PROMPT ▸
Search the listing below for the string "Display" and copy every line where it occurs.

STUDY MATERIAL ▸
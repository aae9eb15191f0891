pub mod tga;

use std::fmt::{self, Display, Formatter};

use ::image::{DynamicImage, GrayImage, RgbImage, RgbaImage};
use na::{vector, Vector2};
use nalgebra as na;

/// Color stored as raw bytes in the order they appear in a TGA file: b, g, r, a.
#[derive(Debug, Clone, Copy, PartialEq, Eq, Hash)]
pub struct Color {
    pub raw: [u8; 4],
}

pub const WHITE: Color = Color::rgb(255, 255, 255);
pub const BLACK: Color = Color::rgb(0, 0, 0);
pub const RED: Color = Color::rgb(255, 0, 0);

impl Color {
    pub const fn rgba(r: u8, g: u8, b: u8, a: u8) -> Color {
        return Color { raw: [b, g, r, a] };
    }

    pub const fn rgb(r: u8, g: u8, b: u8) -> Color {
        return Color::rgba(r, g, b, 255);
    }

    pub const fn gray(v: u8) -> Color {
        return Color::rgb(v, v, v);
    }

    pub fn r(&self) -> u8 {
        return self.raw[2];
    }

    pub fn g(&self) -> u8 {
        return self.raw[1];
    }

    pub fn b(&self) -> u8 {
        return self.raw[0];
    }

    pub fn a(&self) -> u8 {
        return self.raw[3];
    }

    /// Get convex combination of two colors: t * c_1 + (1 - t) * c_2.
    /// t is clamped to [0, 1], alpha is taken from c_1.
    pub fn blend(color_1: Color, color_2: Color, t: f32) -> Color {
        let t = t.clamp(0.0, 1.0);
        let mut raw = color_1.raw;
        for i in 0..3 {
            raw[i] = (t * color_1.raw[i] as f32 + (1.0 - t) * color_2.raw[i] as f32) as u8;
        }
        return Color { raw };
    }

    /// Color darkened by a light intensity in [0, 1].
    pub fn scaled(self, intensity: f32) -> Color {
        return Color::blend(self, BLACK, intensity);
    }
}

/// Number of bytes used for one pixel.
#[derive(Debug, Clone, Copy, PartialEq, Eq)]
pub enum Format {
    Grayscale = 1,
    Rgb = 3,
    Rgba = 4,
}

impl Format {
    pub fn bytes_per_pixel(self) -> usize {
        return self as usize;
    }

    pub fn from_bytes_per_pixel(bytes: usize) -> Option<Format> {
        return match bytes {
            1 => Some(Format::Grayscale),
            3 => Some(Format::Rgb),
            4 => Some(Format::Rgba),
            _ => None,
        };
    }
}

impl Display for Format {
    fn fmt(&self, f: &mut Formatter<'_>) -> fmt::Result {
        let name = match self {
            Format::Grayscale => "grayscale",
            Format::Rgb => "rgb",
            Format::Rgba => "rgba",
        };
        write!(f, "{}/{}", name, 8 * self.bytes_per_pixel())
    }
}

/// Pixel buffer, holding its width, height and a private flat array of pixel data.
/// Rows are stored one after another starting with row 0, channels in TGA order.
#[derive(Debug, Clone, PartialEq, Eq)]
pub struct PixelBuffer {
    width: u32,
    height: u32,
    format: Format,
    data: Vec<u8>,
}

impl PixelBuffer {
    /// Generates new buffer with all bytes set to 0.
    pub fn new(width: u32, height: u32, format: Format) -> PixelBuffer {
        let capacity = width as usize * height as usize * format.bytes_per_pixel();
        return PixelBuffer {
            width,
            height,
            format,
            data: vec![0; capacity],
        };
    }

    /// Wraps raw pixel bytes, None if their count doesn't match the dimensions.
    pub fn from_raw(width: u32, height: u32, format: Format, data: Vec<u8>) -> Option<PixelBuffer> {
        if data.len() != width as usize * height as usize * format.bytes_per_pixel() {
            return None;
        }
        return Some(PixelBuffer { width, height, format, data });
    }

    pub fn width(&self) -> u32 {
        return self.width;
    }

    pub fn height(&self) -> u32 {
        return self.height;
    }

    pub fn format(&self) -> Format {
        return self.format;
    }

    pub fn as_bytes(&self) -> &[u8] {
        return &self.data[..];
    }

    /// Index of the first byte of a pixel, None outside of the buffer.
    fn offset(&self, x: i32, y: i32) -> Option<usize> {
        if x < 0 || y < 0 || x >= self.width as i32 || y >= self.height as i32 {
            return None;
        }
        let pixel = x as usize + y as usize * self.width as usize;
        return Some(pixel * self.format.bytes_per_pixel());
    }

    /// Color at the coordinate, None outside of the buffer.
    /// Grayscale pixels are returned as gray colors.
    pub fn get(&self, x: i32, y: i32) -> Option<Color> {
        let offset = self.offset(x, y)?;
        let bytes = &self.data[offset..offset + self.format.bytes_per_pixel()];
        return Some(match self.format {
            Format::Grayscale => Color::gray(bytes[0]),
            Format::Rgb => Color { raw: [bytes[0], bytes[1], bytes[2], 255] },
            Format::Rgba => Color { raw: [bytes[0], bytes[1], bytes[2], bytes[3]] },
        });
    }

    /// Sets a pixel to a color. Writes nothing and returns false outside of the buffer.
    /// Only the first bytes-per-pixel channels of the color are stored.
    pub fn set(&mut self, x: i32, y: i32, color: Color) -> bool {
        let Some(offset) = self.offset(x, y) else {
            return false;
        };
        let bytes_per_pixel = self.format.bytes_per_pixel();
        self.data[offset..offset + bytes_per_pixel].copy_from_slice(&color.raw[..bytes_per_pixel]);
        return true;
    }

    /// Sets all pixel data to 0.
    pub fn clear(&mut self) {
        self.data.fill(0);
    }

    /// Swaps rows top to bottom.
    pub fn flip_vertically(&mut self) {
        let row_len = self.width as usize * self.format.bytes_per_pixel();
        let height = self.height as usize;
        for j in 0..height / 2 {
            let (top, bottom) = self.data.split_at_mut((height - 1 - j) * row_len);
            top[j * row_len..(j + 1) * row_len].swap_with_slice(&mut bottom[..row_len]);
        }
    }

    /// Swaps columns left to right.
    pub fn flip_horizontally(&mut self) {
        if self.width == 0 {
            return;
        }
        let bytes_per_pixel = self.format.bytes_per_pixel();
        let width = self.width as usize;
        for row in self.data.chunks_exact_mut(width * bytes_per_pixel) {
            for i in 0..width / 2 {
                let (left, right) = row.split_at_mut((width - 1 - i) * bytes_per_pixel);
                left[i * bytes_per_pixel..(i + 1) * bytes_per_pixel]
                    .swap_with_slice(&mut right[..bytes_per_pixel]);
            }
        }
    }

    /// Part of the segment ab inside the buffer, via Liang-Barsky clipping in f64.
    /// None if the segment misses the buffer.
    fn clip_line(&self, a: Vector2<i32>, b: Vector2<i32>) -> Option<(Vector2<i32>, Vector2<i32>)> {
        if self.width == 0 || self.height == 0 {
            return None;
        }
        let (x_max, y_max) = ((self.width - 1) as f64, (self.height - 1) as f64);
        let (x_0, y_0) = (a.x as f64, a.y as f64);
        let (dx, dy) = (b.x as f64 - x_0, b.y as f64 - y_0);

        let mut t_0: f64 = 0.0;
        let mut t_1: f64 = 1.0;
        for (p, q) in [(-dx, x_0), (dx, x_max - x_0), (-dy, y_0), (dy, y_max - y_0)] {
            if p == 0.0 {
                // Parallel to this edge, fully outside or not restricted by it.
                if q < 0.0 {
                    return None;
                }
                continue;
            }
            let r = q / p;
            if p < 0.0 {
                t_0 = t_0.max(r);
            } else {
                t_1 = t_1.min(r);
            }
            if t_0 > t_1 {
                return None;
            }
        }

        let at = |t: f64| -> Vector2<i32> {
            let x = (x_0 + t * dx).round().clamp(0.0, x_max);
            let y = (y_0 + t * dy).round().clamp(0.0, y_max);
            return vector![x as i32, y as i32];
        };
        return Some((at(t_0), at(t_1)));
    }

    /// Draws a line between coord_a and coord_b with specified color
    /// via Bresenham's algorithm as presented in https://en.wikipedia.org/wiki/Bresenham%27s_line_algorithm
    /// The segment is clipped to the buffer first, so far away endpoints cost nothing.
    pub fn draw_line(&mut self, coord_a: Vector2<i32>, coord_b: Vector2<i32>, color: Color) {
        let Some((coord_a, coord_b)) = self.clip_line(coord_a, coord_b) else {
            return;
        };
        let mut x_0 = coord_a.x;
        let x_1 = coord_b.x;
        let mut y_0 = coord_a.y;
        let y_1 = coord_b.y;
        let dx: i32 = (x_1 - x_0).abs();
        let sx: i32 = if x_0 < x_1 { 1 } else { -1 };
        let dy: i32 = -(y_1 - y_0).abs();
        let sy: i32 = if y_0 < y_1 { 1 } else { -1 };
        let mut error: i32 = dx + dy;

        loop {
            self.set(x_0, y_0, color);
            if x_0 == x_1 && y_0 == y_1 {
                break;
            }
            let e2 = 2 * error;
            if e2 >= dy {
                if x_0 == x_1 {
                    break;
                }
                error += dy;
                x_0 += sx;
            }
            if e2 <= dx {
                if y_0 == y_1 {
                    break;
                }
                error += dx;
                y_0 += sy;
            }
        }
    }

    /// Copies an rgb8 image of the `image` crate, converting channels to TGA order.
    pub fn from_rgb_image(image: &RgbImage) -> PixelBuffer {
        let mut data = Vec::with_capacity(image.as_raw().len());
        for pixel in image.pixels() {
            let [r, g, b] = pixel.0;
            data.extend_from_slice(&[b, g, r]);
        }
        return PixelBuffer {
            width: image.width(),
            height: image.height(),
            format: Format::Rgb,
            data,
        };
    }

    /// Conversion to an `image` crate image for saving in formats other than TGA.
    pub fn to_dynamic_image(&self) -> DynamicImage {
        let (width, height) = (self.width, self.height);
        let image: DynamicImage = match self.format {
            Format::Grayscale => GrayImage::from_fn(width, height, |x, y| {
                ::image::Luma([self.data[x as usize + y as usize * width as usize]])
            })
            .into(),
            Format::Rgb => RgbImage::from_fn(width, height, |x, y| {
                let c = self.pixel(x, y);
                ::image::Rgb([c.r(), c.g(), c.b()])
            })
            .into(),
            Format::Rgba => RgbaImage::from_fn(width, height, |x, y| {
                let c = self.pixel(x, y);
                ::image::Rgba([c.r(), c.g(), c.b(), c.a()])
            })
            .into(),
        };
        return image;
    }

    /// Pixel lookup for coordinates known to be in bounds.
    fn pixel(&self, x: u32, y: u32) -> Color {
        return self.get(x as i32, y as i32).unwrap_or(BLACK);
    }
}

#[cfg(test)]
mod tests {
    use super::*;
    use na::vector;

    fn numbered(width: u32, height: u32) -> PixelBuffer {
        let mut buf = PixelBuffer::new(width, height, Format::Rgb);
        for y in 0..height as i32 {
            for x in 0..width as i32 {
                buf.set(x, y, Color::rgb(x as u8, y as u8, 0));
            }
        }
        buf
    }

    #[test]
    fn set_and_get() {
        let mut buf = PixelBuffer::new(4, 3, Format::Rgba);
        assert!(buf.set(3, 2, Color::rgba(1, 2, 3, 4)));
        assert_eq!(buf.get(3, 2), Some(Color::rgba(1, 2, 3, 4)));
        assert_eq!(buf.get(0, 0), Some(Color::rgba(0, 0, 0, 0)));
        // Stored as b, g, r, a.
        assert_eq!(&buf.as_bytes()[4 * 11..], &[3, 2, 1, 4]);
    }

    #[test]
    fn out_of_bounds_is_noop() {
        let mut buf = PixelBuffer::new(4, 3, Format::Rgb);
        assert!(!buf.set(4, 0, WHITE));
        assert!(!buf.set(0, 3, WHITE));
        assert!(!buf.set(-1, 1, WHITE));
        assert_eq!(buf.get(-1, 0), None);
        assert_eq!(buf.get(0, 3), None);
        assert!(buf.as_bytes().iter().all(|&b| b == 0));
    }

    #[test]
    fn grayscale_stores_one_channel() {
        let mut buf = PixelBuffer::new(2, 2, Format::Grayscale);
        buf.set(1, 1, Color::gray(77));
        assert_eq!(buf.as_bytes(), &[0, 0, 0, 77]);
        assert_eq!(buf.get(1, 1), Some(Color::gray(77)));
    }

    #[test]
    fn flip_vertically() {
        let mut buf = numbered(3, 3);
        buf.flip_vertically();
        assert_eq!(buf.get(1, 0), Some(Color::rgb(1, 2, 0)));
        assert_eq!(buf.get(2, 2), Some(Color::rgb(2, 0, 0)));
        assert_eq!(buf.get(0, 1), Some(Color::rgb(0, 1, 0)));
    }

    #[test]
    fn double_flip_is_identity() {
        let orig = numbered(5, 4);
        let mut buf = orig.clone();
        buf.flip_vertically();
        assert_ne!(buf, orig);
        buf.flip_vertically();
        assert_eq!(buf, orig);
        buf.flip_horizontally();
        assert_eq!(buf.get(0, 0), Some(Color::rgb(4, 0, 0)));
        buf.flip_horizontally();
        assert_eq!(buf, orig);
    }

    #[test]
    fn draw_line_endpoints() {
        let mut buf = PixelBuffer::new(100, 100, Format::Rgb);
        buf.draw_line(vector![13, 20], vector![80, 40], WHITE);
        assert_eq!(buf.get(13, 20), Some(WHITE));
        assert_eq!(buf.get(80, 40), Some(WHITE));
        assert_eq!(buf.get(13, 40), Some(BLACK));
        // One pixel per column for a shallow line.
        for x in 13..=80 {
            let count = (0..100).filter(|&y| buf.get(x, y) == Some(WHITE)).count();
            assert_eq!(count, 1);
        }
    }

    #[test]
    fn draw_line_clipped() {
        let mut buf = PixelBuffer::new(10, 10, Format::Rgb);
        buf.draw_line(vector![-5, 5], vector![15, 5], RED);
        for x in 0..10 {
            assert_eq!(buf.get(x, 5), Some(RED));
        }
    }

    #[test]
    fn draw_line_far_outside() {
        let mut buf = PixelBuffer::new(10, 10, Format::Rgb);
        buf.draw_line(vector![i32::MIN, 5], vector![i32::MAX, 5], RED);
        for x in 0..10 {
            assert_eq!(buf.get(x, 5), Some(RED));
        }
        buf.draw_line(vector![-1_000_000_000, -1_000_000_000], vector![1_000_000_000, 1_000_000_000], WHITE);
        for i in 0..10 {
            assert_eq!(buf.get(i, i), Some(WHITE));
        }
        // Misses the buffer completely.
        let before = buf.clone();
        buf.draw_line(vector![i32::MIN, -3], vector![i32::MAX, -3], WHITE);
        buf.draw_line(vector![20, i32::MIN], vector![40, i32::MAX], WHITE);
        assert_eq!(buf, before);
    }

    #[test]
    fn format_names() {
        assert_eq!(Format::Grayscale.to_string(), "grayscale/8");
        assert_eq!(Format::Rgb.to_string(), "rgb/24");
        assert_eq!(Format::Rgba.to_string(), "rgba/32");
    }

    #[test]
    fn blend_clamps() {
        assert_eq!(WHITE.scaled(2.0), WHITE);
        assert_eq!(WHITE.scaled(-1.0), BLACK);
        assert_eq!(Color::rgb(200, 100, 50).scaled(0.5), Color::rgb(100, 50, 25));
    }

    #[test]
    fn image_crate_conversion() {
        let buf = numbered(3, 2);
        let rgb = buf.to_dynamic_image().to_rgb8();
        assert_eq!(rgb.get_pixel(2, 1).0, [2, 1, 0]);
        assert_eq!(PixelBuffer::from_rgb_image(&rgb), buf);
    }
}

ANSWER BOX ▸
use std::fmt::{self, Display, Formatter};
impl Display for Format {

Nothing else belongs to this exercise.